### What needs to be done
Below are some entries. Count how many of their lines include "alphabet", then give that number only.

### Extracted data entries
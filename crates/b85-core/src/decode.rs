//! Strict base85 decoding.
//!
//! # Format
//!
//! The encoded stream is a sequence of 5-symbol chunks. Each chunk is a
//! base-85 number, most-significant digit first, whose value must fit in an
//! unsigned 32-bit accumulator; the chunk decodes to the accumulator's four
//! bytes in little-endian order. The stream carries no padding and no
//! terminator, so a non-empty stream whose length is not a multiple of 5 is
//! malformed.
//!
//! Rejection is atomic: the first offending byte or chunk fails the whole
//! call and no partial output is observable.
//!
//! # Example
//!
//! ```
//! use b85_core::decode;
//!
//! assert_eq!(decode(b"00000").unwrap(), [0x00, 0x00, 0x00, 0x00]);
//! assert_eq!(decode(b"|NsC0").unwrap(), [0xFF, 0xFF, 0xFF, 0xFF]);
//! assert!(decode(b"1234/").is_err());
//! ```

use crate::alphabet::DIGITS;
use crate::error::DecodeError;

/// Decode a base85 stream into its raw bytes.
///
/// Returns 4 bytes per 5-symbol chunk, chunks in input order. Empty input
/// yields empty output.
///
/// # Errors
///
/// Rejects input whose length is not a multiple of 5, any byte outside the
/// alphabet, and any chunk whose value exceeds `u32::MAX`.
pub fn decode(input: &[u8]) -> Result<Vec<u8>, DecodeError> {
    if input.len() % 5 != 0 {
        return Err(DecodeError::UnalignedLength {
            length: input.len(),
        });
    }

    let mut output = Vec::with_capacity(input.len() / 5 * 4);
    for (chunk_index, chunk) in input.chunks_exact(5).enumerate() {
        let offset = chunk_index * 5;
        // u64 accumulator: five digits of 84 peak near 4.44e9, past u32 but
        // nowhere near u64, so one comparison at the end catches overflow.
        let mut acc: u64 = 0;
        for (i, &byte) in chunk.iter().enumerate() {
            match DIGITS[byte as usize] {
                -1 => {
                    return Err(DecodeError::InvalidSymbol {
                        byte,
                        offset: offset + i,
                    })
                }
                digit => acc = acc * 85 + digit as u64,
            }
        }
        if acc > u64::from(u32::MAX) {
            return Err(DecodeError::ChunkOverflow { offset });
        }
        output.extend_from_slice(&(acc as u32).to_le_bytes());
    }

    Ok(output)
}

### Problem solution
2